Gunung kawi of Tampaksiring is located in Banjar Penaka, Tampaksiring Sub-District, Gianyar Regency. Gunung Kawi Temple is an archaeological site in the form of a very lovely and beautiful temple carved on the sandstone wall at the cliff of Pakerisan River.

Historically, Gunung Kawi temple of Tampaksiring is the shrine (sthana)/place of worship of Balinese King called Anak Wungsu, the son of King Udayana. It was told that the King Udayana and his queen Gunapriya Dharmapatni had 3 sons, namely Airlangga as the eldest son and become the King of Kediri in East Java, White Marakata and Anak Wungsu continued the throne of King Udayana in Bali.

After the death of King Udayana he was replaced by Marakata in the year 1025 AD, later Marakata was superseded by his brother Anak Wungsu (1049 AD) until the year 1080 AD. These King after their death were enshrined in Gunung Kawi Temple ofTampaksiring.

On the wall of the Temple, it was found Kediri Kwadrat writing which reads ” Haji Lumah ing Jalu” which means the king who was enshrined in Jalu, while in the second temple, there is a writing which says “Rwa nak ira” which means “his two sons” so it can be concluded that the largest temple is the shrine of Udayana and the second temple was the shrine of his sons.

In tengkulak Inscription dated 945 Saka (1023 D), created during the reign of Sri Haji Paduka Dharmawangsa Marakata PAngkaja Stanattunggadewa, tells about the circumstance of the Hermitage (Kantyangan) Amarawati located around Pakerisan River, which in the inscription, was referred to as the area of Gunung Kawi Temple of Tampaksiring.

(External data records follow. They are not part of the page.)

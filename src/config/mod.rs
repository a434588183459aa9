//! Configuration module for the newsdesk front-end.
//!
//! All configuration is loaded from environment variables with sensible defaults.

use std::env;
use std::net::SocketAddr;

use crate::errors::AppError;

/// Key value shipped in sample configuration; treated the same as an unset key.
pub const MEDIASTACK_KEY_PLACEHOLDER: &str = "YOUR_MEDIASTACK_API_KEY";

/// Application configuration loaded from environment variables.
#[derive(Debug, Clone)]
pub struct Config {
    /// Address to bind the server to
    pub bind_addr: SocketAddr,
    /// Log level (trace, debug, info, warn, error)
    pub log_level: String,
    /// Base collection URL of the remote posts service
    pub posts_url: String,
    /// Access key for the aggregation news API
    pub mediastack_key: Option<String>,
    /// Endpoint of the aggregation news API
    pub mediastack_url: String,
    /// Server-held key for the headline proxy provider
    pub newsapi_key: Option<String>,
    /// Endpoint of the headline proxy provider
    pub newsapi_url: String,
    /// Region filter sent with every headline request
    pub feed_country: String,
    /// Page size of the headline feed
    pub feed_limit: u32,
}

impl Config {
    /// Load configuration from environment variables.
    pub fn from_env() -> Result<Self, AppError> {
        dotenvy::dotenv().ok();

        let bind_addr = env::var("NEWSDESK_BIND_ADDR")
            .unwrap_or_else(|_| "127.0.0.1:3000".to_string())
            .parse()
            .map_err(|e| AppError::Config(format!("Invalid NEWSDESK_BIND_ADDR: {}", e)))?;

        let log_level = env::var("NEWSDESK_LOG_LEVEL").unwrap_or_else(|_| "info".to_string());

        let posts_url = env::var("NEWSDESK_POSTS_URL")
            .unwrap_or_else(|_| "http://localhost:4000/admin/posts".to_string());

        let mediastack_key = non_empty(env::var("NEWSDESK_MEDIASTACK_KEY").ok());
        let mediastack_url = env::var("NEWSDESK_MEDIASTACK_URL")
            .unwrap_or_else(|_| "https://api.mediastack.com/v1/news".to_string());

        let newsapi_key = non_empty(env::var("NEWSDESK_NEWSAPI_KEY").ok());
        let newsapi_url = env::var("NEWSDESK_NEWSAPI_URL")
            .unwrap_or_else(|_| "https://newsapi.org/v2/top-headlines".to_string());

        let feed_country = env::var("NEWSDESK_FEED_COUNTRY").unwrap_or_else(|_| "in".to_string());
        let feed_limit = env::var("NEWSDESK_FEED_LIMIT")
            .unwrap_or_else(|_| "12".to_string())
            .parse()
            .map_err(|e| AppError::Config(format!("Invalid NEWSDESK_FEED_LIMIT: {}", e)))?;

        Ok(Self {
            bind_addr,
            log_level,
            posts_url: posts_url.trim_end_matches('/').to_string(),
            mediastack_key,
            mediastack_url,
            newsapi_key,
            newsapi_url,
            feed_country,
            feed_limit,
        })
    }

    /// The aggregation key, unless it is missing or still the placeholder.
    pub fn usable_mediastack_key(&self) -> Option<&str> {
        self.mediastack_key
            .as_deref()
            .filter(|key| !key.trim().is_empty() && *key != MEDIASTACK_KEY_PLACEHOLDER)
    }
}

fn non_empty(value: Option<String>) -> Option<String> {
    value.filter(|v| !v.trim().is_empty())
}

In addition to as the ancestral shrine, Gunung kawi Temple is also a centre of spiritual and religious training.

In The southern part of Gunung Kawi Temple, there is a Campuhan which is the meeting of two river, namely Pakerisan and Bulan River, according to Hindu community belief, this Campuhan is believed as place for self purification.

Until now, people still believe and use the holy water/ Tirta available in Gunung Kawi Temple for the purpose of religious ceremonies.